Origine et histoire de la Maison, Rue Kilian
La maison au 4 rue Kilian, située à Riquewihr (Haut-Rhin), est un exemple remarquable d’architecture civile alsacienne du début du XVIIe siècle. Construite en grès avec des chaînes d’angle, elle présente un plan rectangulaire avec un avant-corps et une tourelle d’escalier circulaire datée de 1616. La porte d’entrée monumentale, ornée d’un entablement et d’une baie en plein cintre, porte la date de 1618, tandis que certaines fenêtres d’origine, à meneaux et moulurations, subsistent malgré des remaniements ultérieurs.

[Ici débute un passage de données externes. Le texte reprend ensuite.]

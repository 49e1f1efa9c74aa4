// ABOUTME: Constants module with domain-separated organization
// ABOUTME: Form scores, macro ratio table, session bounds, and configuration defaults
//
// SPDX-License-Identifier: MIT OR Apache-2.0
// Copyright (c) 2025 Athletix Contributors

//! Constants module
//!
//! Named values for every default and table the engine uses, grouped by domain so the
//! derivation tables have a single source of truth.

/// Per-repetition form scores for each classification label
pub mod form_scores {
    /// Score for a repetition classified as `correct`
    pub const CORRECT: f64 = 100.0;
    /// Score for a repetition classified as `partial`
    pub const PARTIAL: f64 = 50.0;
    /// Score for a repetition classified as `incorrect`
    pub const INCORRECT: f64 = 0.0;
    /// Decimal places kept for exercise and session form scores
    pub const SCORE_DECIMALS: i32 = 2;
    /// Lowest accepted model confidence
    pub const CONFIDENCE_MIN: f64 = 0.0;
    /// Highest accepted model confidence
    pub const CONFIDENCE_MAX: f64 = 1.0;
}

/// Macronutrient derivation table
pub mod macros {
    /// Energy density of protein (kcal per gram)
    pub const KCAL_PER_G_PROTEIN: f64 = 4.0;
    /// Energy density of carbohydrates (kcal per gram)
    pub const KCAL_PER_G_CARBS: f64 = 4.0;
    /// Energy density of fat (kcal per gram)
    pub const KCAL_PER_G_FAT: f64 = 9.0;
    /// Decimal places kept for derived gram targets
    pub const GRAM_DECIMALS: i32 = 1;

    /// Muscle gain split: protein fraction of total calories
    pub const MUSCLE_GAIN_PROTEIN: f64 = 0.30;
    /// Muscle gain split: carbohydrate fraction of total calories
    pub const MUSCLE_GAIN_CARBS: f64 = 0.45;
    /// Muscle gain split: fat fraction of total calories
    pub const MUSCLE_GAIN_FAT: f64 = 0.25;

    /// Weight loss split: protein fraction of total calories
    pub const WEIGHT_LOSS_PROTEIN: f64 = 0.35;
    /// Weight loss split: carbohydrate fraction of total calories
    pub const WEIGHT_LOSS_CARBS: f64 = 0.35;
    /// Weight loss split: fat fraction of total calories
    pub const WEIGHT_LOSS_FAT: f64 = 0.30;

    /// Balanced split used for every other goal: protein fraction
    pub const BALANCED_PROTEIN: f64 = 0.25;
    /// Balanced split used for every other goal: carbohydrate fraction
    pub const BALANCED_CARBS: f64 = 0.50;
    /// Balanced split used for every other goal: fat fraction
    pub const BALANCED_FAT: f64 = 0.25;
}

/// Session summary bounds
pub mod session {
    /// Lowest accepted user rating
    pub const USER_RATING_MIN: i32 = 1;
    /// Highest accepted user rating
    pub const USER_RATING_MAX: i32 = 5;
    /// Lowest accepted fatigue level
    pub const FATIGUE_LEVEL_MIN: i32 = 1;
    /// Highest accepted fatigue level
    pub const FATIGUE_LEVEL_MAX: i32 = 10;
    /// Seconds per minute used for duration derivation
    pub const SECONDS_PER_MINUTE: i64 = 60;
}

/// Plan defaults
pub mod plans {
    /// Default workout plan length in weeks
    pub const DEFAULT_DURATION_WEEKS: i32 = 4;
    /// Default workout days per week
    pub const DEFAULT_DAYS_PER_WEEK: i32 = 3;
    /// Default diet plan length in days
    pub const DEFAULT_DURATION_DAYS: i32 = 7;
}

/// Pagination limits for history queries
pub mod limits {
    /// Default page size for session history
    pub const DEFAULT_SESSION_PAGE: u32 = 20;
    /// Maximum page size for session history
    pub const MAX_SESSION_PAGE: u32 = 100;
    /// Default page size for form analysis history
    pub const DEFAULT_FORM_HISTORY: u32 = 50;
    /// Maximum page size for form analysis history
    pub const MAX_FORM_HISTORY: u32 = 200;
    /// Default page size for progress history
    pub const DEFAULT_PROGRESS_HISTORY: u32 = 30;
    /// Maximum page size for progress history
    pub const MAX_PROGRESS_HISTORY: u32 = 100;
}

/// Progress snapshot bounds
pub mod progress {
    /// Trailing window of closed sessions rolled into a snapshot
    pub const STATS_WINDOW_DAYS: i64 = 7;
    /// Lowest accepted body fat percentage
    pub const BODY_FAT_MIN: f64 = 0.0;
    /// Highest accepted body fat percentage
    pub const BODY_FAT_MAX: f64 = 100.0;
}

/// Configuration defaults
pub mod defaults {
    /// Default database URL when `DATABASE_URL` is unset
    pub const DATABASE_URL: &str = "sqlite:./data/athletix.db";
    /// Default connection pool size for file-backed databases
    pub const DATABASE_MAX_CONNECTIONS: u32 = 5;
    /// Default `SQLite` busy timeout in milliseconds
    pub const DATABASE_BUSY_TIMEOUT_MS: u64 = 5_000;
    /// Default maximum attempts for a retried unit of work
    pub const TRANSACTION_MAX_RETRIES: u32 = 3;
    /// Base backoff in milliseconds between retried attempts
    pub const TRANSACTION_BACKOFF_BASE_MS: u64 = 10;
}

/// Service identity used in structured logs
pub mod service_names {
    /// Engine service name
    pub const ATHLETIX_ENGINE: &str = "athletix-engine";
}
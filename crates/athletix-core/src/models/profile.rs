// ABOUTME: User profile models read and written by the macro target deriver
// ABOUTME: FitnessGoal, FitnessLevel, DietType, UserProfile, ProfileUpdate, and MacroTargets
//
// SPDX-License-Identifier: MIT OR Apache-2.0
// Copyright (c) 2025 Athletix Contributors

use std::fmt;

use chrono::{DateTime, Utc};
use serde::{Deserialize, Serialize};
use uuid::Uuid;

/// Fitness objective driving macro splits and plan defaults
#[derive(Debug, Clone, Copy, PartialEq, Eq, Hash, Serialize, Deserialize, Default)]
#[serde(rename_all = "snake_case")]
pub enum FitnessGoal {
    /// Caloric deficit
    WeightLoss,
    /// Caloric surplus, hypertrophy
    MuscleGain,
    /// Aerobic capacity
    Endurance,
    /// Mobility and range of motion
    Flexibility,
    /// Balanced general fitness
    #[default]
    GeneralFitness,
    /// Sport-specific performance
    AthleticPerformance,
}

impl FitnessGoal {
    /// Convert to database string representation
    #[must_use]
    pub const fn as_str(&self) -> &'static str {
        match self {
            Self::WeightLoss => "weight_loss",
            Self::MuscleGain => "muscle_gain",
            Self::Endurance => "endurance",
            Self::Flexibility => "flexibility",
            Self::GeneralFitness => "general_fitness",
            Self::AthleticPerformance => "athletic_performance",
        }
    }

    /// Parse from database string representation
    #[must_use]
    pub fn parse(s: &str) -> Self {
        match s.to_lowercase().as_str() {
            "weight_loss" => Self::WeightLoss,
            "muscle_gain" => Self::MuscleGain,
            "endurance" => Self::Endurance,
            "flexibility" => Self::Flexibility,
            "athletic_performance" => Self::AthleticPerformance,
            // Default to GeneralFitness for unrecognized values
            _ => Self::GeneralFitness,
        }
    }
}

impl fmt::Display for FitnessGoal {
    fn fmt(&self, f: &mut fmt::Formatter<'_>) -> fmt::Result {
        f.write_str(self.as_str())
    }
}

/// Self-reported training experience
#[derive(Debug, Clone, Copy, PartialEq, Eq, Serialize, Deserialize, Default)]
#[serde(rename_all = "snake_case")]
pub enum FitnessLevel {
    /// New to training
    #[default]
    Beginner,
    /// Some training history
    Intermediate,
    /// Experienced
    Advanced,
}

impl FitnessLevel {
    /// Convert to database string representation
    #[must_use]
    pub const fn as_str(&self) -> &'static str {
        match self {
            Self::Beginner => "beginner",
            Self::Intermediate => "intermediate",
            Self::Advanced => "advanced",
        }
    }

    /// Parse from database string representation
    #[must_use]
    pub fn parse(s: &str) -> Self {
        match s.to_lowercase().as_str() {
            "intermediate" => Self::Intermediate,
            "advanced" => Self::Advanced,
            _ => Self::Beginner,
        }
    }
}

/// Dietary pattern
#[derive(Debug, Clone, Copy, PartialEq, Eq, Serialize, Deserialize, Default)]
#[serde(rename_all = "snake_case")]
pub enum DietType {
    /// No restriction
    #[default]
    Standard,
    /// Halal
    Halal,
    /// Vegan
    Vegan,
    /// Vegetarian
    Vegetarian,
    /// Ketogenic
    Keto,
    /// Paleo
    Paleo,
}

impl DietType {
    /// Convert to database string representation
    #[must_use]
    pub const fn as_str(&self) -> &'static str {
        match self {
            Self::Standard => "standard",
            Self::Halal => "halal",
            Self::Vegan => "vegan",
            Self::Vegetarian => "vegetarian",
            Self::Keto => "keto",
            Self::Paleo => "paleo",
        }
    }

    /// Parse from database string representation
    #[must_use]
    pub fn parse(s: &str) -> Self {
        match s.to_lowercase().as_str() {
            "halal" => Self::Halal,
            "vegan" => Self::Vegan,
            "vegetarian" => Self::Vegetarian,
            "keto" => Self::Keto,
            "paleo" => Self::Paleo,
            _ => Self::Standard,
        }
    }

    /// Human-readable title used for default plan names
    #[must_use]
    pub const fn title(&self) -> &'static str {
        match self {
            Self::Standard => "Standard",
            Self::Halal => "Halal",
            Self::Vegan => "Vegan",
            Self::Vegetarian => "Vegetarian",
            Self::Keto => "Keto",
            Self::Paleo => "Paleo",
        }
    }
}

/// Daily macronutrient gram targets
#[derive(Debug, Clone, Copy, PartialEq, Serialize, Deserialize)]
pub struct MacroTargets {
    /// Protein grams
    pub protein_g: f64,
    /// Carbohydrate grams
    pub carbs_g: f64,
    /// Fat grams
    pub fat_g: f64,
}

/// Stored user profile fields the engine reads and writes
#[derive(Debug, Clone, Serialize, Deserialize)]
pub struct UserProfile {
    /// Owning user
    pub user_id: Uuid,
    /// Fitness objective
    pub fitness_goal: Option<FitnessGoal>,
    /// Training experience
    pub fitness_level: Option<FitnessLevel>,
    /// Dietary pattern
    pub diet_type: Option<DietType>,
    /// Body weight in kg
    pub weight_kg: Option<f64>,
    /// Height in cm
    pub height_cm: Option<f64>,
    /// Daily calorie target in kcal
    pub daily_calorie_target: Option<i32>,
    /// Derived protein grams
    pub protein_target_g: Option<f64>,
    /// Derived carbohydrate grams
    pub carbs_target_g: Option<f64>,
    /// Derived fat grams
    pub fat_target_g: Option<f64>,
    /// Creation timestamp
    pub created_at: DateTime<Utc>,
    /// Last update timestamp
    pub updated_at: DateTime<Utc>,
}

impl UserProfile {
    /// Empty profile for a user with nothing stored yet
    #[must_use]
    pub fn empty(user_id: Uuid, now: DateTime<Utc>) -> Self {
        Self {
            user_id,
            fitness_goal: None,
            fitness_level: None,
            diet_type: None,
            weight_kg: None,
            height_cm: None,
            daily_calorie_target: None,
            protein_target_g: None,
            carbs_target_g: None,
            fat_target_g: None,
            created_at: now,
            updated_at: now,
        }
    }

    /// Stored macro targets, if all three are present
    #[must_use]
    pub fn macro_targets(&self) -> Option<MacroTargets> {
        Some(MacroTargets {
            protein_g: self.protein_target_g?,
            carbs_g: self.carbs_target_g?,
            fat_g: self.fat_target_g?,
        })
    }
}

/// Partial profile patch; `None` leaves the stored value untouched
#[derive(Debug, Clone, Default, Serialize, Deserialize)]
pub struct ProfileUpdate {
    /// New fitness objective
    pub fitness_goal: Option<FitnessGoal>,
    /// New training experience
    pub fitness_level: Option<FitnessLevel>,
    /// New dietary pattern
    pub diet_type: Option<DietType>,
    /// New body weight in kg
    pub weight_kg: Option<f64>,
    /// New height in cm
    pub height_cm: Option<f64>,
    /// New calorie target; triggers macro derivation
    pub daily_calorie_target: Option<i32>,
}
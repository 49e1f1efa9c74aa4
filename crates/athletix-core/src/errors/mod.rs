// ABOUTME: Unified error taxonomy for the session and metrics engine
// ABOUTME: Defines ErrorCode, AppError, and conversions from storage and serialization errors
//
// SPDX-License-Identifier: MIT OR Apache-2.0
// Copyright (c) 2025 Athletix Contributors

//! # Unified Error Handling
//!
//! Every failure in the engine is scoped to one request and carries an [`ErrorCode`].
//! The transport layer (outside this workspace) maps codes to HTTP statuses with
//! [`ErrorCode::http_status`]; the engine itself only distinguishes:
//!
//! - **`ResourceNotFound`**: session, exercise-in-session, profile or plan is missing or
//!   not owned by the caller. Never retried locally.
//! - **`InvalidInput` / `ValueOutOfRange`**: rejected before any mutation.
//! - **`ConcurrencyConflict`**: an optimistic version check lost a race. Retryable a
//!   bounded number of times.
//! - **`DatabaseError` / `InternalError` / `SerializationError`**: storage or programming faults.

use serde::{Deserialize, Serialize};
use thiserror::Error;
use uuid::Uuid;

/// Standard error codes used throughout the engine
#[derive(Debug, Clone, Copy, PartialEq, Eq, Hash, Serialize, Deserialize)]
pub enum ErrorCode {
    // Validation (3000-3999)
    /// Input failed validation
    #[serde(rename = "INVALID_INPUT")]
    InvalidInput = 3000,
    /// Numeric input outside its allowed range
    #[serde(rename = "VALUE_OUT_OF_RANGE")]
    ValueOutOfRange = 3003,

    // Resource Management (4000-4999)
    /// Resource missing or not owned by the caller
    #[serde(rename = "RESOURCE_NOT_FOUND")]
    ResourceNotFound = 4000,
    /// Lost update detected by an optimistic version check
    #[serde(rename = "CONCURRENCY_CONFLICT")]
    ConcurrencyConflict = 4009,

    // Configuration (6000-6999)
    /// Generic configuration error
    #[serde(rename = "CONFIG_ERROR")]
    ConfigError = 6000,
    /// Configuration value could not be parsed
    #[serde(rename = "CONFIG_INVALID")]
    ConfigInvalid = 6002,

    // Internal Errors (9000-9999)
    /// Programming or invariant error
    #[serde(rename = "INTERNAL_ERROR")]
    InternalError = 9000,
    /// Storage failure
    #[serde(rename = "DATABASE_ERROR")]
    DatabaseError = 9001,
    /// JSON column (de)serialization failure
    #[serde(rename = "SERIALIZATION_ERROR")]
    SerializationError = 9003,
}

impl ErrorCode {
    /// Get the HTTP status code a transport layer should use for this error
    #[must_use]
    pub const fn http_status(self) -> u16 {
        match self {
            Self::InvalidInput | Self::ValueOutOfRange => 400,
            Self::ResourceNotFound => 404,
            Self::ConcurrencyConflict => 409,
            Self::ConfigError
            | Self::ConfigInvalid
            | Self::InternalError
            | Self::DatabaseError
            | Self::SerializationError => 500,
        }
    }

    /// Get a user-friendly description of this error
    #[must_use]
    pub const fn description(self) -> &'static str {
        match self {
            Self::InvalidInput => "The provided input is invalid",
            Self::ValueOutOfRange => "The provided value is outside the acceptable range",
            Self::ResourceNotFound => "The requested resource was not found",
            Self::ConcurrencyConflict => "The resource was modified concurrently",
            Self::ConfigError => "Configuration error encountered",
            Self::ConfigInvalid => "Configuration is invalid",
            Self::InternalError => "An internal error occurred",
            Self::DatabaseError => "Database operation failed",
            Self::SerializationError => "Data serialization/deserialization failed",
        }
    }

    /// Whether a caller may retry the whole unit of work after this error
    #[must_use]
    pub const fn is_retryable(self) -> bool {
        matches!(self, Self::ConcurrencyConflict)
    }
}

/// Additional context that can be attached to errors
#[derive(Debug, Clone, Default, Serialize, Deserialize)]
pub struct ErrorContext {
    /// Caller's user ID if known
    pub user_id: Option<Uuid>,
    /// Resource ID if applicable
    pub resource_id: Option<String>,
}

/// Unified error type for the engine
#[derive(Debug, Error)]
#[error("{}: {message}", .code.description())]
pub struct AppError {
    /// Error code
    pub code: ErrorCode,
    /// Human-readable error message
    pub message: String,
    /// Additional context
    pub context: ErrorContext,
    /// Source error for error chaining
    #[source]
    pub source: Option<Box<dyn std::error::Error + Send + Sync>>,
}

/// Result type alias for convenience
pub type AppResult<T> = Result<T, AppError>;

impl AppError {
    /// Create a new `AppError` with the given code and message
    #[must_use]
    pub fn new(code: ErrorCode, message: impl Into<String>) -> Self {
        Self {
            code,
            message: message.into(),
            context: ErrorContext::default(),
            source: None,
        }
    }

    /// Add a user ID to the error context
    #[must_use]
    pub fn with_user_id(mut self, user_id: Uuid) -> Self {
        self.context.user_id = Some(user_id);
        self
    }

    /// Add a resource ID to the error context
    #[must_use]
    pub fn with_resource_id(mut self, resource_id: impl Into<String>) -> Self {
        self.context.resource_id = Some(resource_id.into());
        self
    }

    /// Get the HTTP status code for this error
    #[must_use]
    pub const fn http_status(&self) -> u16 {
        self.code.http_status()
    }

    /// Whether the failed unit of work may be retried
    #[must_use]
    pub const fn is_retryable(&self) -> bool {
        self.code.is_retryable()
    }

    /// Resource not found (or not owned by the caller)
    #[must_use]
    pub fn not_found(resource: impl Into<String>) -> Self {
        Self::new(
            ErrorCode::ResourceNotFound,
            format!("{} not found", resource.into()),
        )
    }

    /// Invalid input
    #[must_use]
    pub fn invalid_input(message: impl Into<String>) -> Self {
        Self::new(ErrorCode::InvalidInput, message)
    }

    /// Numeric value outside its allowed range
    #[must_use]
    pub fn out_of_range(field: &str, value: impl std::fmt::Display, range: &str) -> Self {
        Self::new(
            ErrorCode::ValueOutOfRange,
            format!("{field} must be within {range}, got {value}"),
        )
    }

    /// Lost update detected by an optimistic version check
    #[must_use]
    pub fn concurrency_conflict(resource: impl Into<String>) -> Self {
        Self::new(
            ErrorCode::ConcurrencyConflict,
            format!("{} was modified concurrently", resource.into()),
        )
    }

    /// Internal error
    #[must_use]
    pub fn internal(message: impl Into<String>) -> Self {
        Self::new(ErrorCode::InternalError, message)
    }

    /// Database error
    #[must_use]
    pub fn database(message: impl Into<String>) -> Self {
        Self::new(ErrorCode::DatabaseError, message)
    }

    /// Configuration error
    #[must_use]
    pub fn config(message: impl Into<String>) -> Self {
        Self::new(ErrorCode::ConfigInvalid, message)
    }

    /// Serialization error
    #[must_use]
    pub fn serialization(message: impl Into<String>) -> Self {
        Self::new(ErrorCode::SerializationError, message)
    }
}

impl From<serde_json::Error> for AppError {
    fn from(error: serde_json::Error) -> Self {
        let message = error.to_string();
        Self {
            source: Some(Box::new(error)),
            ..Self::serialization(message)
        }
    }
}

#[cfg(feature = "database-errors")]
impl From<sqlx::Error> for AppError {
    fn from(error: sqlx::Error) -> Self {
        match error {
            sqlx::Error::RowNotFound => Self::not_found("Row"),
            other => {
                let message = other.to_string();
                Self {
                    source: Some(Box::new(other)),
                    ..Self::database(message)
                }
            }
        }
    }
}

/// HTTP-agnostic error body for transport layers
#[derive(Debug, Serialize, Deserialize)]
pub struct ErrorResponse {
    /// Error code
    pub code: ErrorCode,
    /// Human-readable message
    pub message: String,
}

impl From<AppError> for ErrorResponse {
    fn from(error: AppError) -> Self {
        Self {
            code: error.code,
            message: error.message,
        }
    }
}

Le bâtiment a appartenu à plusieurs propriétaires influents, dont Andreas Staedelin, qui fit reconstruire le corps de logis en 1618 et ajouter la tourelle d’escalier deux ans plus tôt. En 1645, la propriété passa au stettmeistre (maire) de Colmar, Jean Henri Moog, puis au maire Kaercher jusqu’en 1830. Des éléments comme le vestibule aux portes en bois sculpté, le plafond peint de rinceaux floraux, et une porte de vendangeoir datée de 1618 témoignent de son riche passé. Une porte charretière de 1540, surmontée d’un écu bûché, suggère une origine plus ancienne, peut-être liée à Conrad de Kaysersberg ou au comte Louis de Wurtemberg, propriétaire en 1444.
L’ensemble, autrefois appelé Schoppenhof puis Kegelannhof (à l’origine du nom actuel de la rue Kilian), comprenait plusieurs bâtiments formant une seule propriété jusqu’au XIXe siècle. Le plan cadastral napoléonien de 1833 confirme cette unité, avant un partage vers 1870, marqué par des initiales gravées (DH CB) sur une porte. Les dépendances, comme le corps de passage sud avec son étage en pan de bois et sa coursière, ou le puits encastré, illustrent l’évolution du site, entre fonctions résidentielles, viticoles (vendangeoir) et agricoles (étable).
Classée monument historique en 1930 pour ses façades, sa tourelle d’escalier et son vestibule, cette maison incarne l’histoire sociale et architecturale de Riquewihr, ville viticole alsacienne. Les modifications des XIXe et XXe siècles (fenêtres, murages, surélévations) coexistent avec des traces médiévales, comme la porte de 1540, reflétant près de six siècles d’adaptations. Les millésimes gravés (1616, 1618, 1664, 1870) et les armes effacées rappellent les transformations liées à ses propriétaires successifs, des nobles aux bourgeois locaux.